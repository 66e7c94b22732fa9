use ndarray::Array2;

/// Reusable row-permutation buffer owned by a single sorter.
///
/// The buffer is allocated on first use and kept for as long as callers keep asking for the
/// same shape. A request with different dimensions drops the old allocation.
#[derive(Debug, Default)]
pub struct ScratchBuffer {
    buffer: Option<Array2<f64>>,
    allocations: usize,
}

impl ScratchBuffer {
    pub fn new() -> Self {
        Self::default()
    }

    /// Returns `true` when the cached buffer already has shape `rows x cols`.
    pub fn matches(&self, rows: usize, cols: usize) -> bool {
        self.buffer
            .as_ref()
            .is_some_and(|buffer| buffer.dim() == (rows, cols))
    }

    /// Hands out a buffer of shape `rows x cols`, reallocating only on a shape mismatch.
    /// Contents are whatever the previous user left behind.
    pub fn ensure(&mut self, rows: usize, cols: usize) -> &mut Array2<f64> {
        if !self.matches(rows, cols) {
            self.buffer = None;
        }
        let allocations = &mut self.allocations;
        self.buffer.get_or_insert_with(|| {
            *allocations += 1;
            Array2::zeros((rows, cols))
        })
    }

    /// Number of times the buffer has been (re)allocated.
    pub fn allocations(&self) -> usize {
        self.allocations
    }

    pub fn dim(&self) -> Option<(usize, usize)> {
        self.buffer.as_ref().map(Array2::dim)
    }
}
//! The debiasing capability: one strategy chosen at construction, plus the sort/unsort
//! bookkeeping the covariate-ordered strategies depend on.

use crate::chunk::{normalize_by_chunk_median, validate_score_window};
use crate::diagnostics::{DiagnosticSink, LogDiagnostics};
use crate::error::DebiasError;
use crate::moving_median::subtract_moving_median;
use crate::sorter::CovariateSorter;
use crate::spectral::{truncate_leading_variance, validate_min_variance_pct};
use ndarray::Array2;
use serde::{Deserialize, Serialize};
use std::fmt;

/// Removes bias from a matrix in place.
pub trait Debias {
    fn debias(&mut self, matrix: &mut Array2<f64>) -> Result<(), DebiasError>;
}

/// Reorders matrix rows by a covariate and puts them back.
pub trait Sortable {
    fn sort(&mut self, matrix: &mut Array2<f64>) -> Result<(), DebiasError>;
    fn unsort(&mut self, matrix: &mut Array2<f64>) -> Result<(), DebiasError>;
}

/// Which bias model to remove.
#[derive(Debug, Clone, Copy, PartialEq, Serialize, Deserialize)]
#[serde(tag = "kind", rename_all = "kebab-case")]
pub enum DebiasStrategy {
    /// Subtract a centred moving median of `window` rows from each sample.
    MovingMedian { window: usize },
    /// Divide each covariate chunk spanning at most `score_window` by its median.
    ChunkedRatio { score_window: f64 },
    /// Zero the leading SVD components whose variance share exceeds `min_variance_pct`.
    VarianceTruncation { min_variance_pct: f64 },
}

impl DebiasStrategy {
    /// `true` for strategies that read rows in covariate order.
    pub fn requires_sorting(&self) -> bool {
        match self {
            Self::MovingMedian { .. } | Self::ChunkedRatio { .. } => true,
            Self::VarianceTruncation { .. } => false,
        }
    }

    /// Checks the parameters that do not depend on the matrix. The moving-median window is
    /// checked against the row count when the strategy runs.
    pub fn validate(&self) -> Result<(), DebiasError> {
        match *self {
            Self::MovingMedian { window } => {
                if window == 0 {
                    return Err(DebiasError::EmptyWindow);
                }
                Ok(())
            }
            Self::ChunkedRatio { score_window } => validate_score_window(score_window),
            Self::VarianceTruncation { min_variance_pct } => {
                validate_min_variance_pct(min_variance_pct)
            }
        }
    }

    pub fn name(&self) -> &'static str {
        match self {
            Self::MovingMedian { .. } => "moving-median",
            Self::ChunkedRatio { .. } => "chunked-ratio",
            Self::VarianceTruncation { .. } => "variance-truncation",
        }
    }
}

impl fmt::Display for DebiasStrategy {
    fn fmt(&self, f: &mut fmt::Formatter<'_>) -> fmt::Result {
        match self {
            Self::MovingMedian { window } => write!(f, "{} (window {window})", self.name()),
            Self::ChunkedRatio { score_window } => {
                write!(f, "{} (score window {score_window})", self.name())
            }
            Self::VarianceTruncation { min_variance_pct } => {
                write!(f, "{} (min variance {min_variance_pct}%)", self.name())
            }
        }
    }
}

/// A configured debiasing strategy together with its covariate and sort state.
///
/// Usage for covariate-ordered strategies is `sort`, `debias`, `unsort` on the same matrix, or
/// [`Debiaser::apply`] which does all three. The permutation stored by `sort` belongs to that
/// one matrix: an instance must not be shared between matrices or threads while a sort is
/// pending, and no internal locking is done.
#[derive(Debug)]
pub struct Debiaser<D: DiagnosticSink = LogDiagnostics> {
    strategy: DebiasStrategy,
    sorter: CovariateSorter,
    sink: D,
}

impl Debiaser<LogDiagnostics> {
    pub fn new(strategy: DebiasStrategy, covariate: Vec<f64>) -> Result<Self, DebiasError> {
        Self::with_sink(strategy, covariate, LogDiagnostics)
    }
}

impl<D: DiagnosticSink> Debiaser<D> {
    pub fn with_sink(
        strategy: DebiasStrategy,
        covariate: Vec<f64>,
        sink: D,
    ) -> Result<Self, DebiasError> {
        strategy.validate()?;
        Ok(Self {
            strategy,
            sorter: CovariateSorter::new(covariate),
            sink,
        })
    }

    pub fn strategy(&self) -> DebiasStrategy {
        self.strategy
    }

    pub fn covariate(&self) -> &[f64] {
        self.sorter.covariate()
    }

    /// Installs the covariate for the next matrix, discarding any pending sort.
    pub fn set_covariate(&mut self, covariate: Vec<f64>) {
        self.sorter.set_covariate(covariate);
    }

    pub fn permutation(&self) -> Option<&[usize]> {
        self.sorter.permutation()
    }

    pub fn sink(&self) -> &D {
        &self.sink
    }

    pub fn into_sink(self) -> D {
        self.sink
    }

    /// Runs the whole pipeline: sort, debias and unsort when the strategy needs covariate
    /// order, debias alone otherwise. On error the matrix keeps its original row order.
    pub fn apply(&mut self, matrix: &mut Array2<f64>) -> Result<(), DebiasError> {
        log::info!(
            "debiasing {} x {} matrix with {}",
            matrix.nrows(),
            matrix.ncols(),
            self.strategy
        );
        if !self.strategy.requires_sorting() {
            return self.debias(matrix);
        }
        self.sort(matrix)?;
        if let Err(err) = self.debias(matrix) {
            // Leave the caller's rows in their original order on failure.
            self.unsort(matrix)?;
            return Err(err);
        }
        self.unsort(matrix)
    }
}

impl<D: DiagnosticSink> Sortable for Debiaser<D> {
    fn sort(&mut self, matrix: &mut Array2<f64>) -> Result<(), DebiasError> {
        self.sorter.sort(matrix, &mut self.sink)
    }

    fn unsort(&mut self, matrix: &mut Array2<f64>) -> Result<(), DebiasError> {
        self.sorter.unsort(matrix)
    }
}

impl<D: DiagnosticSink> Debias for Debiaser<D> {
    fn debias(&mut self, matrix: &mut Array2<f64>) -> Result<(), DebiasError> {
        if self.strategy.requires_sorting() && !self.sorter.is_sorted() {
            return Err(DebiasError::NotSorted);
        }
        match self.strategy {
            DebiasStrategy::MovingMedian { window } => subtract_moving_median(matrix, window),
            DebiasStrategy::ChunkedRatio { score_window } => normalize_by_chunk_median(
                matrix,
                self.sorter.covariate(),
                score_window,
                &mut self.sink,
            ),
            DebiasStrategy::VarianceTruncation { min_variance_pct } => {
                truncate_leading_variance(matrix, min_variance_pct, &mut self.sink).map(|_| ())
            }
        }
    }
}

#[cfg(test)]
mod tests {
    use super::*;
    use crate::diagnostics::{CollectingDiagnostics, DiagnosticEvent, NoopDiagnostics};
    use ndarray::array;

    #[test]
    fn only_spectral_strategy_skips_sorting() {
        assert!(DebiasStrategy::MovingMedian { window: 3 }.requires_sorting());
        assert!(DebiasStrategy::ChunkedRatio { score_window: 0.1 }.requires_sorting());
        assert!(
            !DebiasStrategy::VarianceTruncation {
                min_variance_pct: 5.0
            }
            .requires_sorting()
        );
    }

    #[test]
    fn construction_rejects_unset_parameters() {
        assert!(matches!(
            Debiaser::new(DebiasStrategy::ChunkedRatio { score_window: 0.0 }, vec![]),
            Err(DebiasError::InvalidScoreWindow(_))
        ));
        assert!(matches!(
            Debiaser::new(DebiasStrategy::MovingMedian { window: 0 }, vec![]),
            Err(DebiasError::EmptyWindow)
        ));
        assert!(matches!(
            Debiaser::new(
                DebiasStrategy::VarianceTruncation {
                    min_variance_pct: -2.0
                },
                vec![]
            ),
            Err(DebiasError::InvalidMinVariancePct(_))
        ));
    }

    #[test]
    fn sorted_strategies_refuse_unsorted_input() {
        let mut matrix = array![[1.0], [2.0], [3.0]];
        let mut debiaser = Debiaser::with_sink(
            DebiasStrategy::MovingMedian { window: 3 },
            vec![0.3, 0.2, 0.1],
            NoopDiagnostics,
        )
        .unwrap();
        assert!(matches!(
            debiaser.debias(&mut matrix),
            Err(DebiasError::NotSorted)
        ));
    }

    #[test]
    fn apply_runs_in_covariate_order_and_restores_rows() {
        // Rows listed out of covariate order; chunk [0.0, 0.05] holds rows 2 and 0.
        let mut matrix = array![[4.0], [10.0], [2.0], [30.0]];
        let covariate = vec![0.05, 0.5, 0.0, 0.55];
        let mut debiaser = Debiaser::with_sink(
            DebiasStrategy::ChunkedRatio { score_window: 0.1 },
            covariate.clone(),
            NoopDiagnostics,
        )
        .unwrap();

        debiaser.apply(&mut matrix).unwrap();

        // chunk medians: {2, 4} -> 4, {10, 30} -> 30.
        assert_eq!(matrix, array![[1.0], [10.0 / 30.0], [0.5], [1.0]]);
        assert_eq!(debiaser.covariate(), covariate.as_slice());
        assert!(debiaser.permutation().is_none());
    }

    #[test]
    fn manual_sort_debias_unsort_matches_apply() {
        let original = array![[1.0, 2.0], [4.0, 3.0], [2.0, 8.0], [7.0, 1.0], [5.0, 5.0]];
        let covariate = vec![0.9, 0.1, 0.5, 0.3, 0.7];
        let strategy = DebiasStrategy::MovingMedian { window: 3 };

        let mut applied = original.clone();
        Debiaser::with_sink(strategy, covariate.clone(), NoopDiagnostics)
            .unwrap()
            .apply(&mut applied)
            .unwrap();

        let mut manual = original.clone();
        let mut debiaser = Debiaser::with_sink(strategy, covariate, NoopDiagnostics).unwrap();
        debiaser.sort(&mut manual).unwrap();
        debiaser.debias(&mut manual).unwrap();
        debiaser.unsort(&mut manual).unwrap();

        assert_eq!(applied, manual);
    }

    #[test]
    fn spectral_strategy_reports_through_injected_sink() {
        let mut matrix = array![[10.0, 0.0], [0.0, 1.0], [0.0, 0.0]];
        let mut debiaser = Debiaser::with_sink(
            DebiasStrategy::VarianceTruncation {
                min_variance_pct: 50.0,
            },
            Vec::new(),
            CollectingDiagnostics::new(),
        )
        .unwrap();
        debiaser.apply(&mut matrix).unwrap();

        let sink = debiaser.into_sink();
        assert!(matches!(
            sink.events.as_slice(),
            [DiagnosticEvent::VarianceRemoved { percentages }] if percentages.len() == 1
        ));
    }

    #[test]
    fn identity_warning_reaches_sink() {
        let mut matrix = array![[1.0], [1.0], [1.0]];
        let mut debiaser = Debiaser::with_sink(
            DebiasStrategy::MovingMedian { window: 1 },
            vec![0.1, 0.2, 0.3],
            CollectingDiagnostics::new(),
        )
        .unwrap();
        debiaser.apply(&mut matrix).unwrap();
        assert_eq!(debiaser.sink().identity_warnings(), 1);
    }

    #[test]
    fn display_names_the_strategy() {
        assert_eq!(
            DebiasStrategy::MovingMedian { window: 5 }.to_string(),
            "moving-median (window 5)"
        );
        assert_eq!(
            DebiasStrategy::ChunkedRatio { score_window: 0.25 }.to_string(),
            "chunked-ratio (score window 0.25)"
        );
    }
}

★ ★ ★ ★ ★ ★ ★

• _What the exercise asks_:
Copy every line of the records above that holds the word "allocated".

• _Worked solution_:
/// The buffer is allocated on first use and kept for as long as callers keep asking for the
    /// Number of times the buffer has been (re)allocated.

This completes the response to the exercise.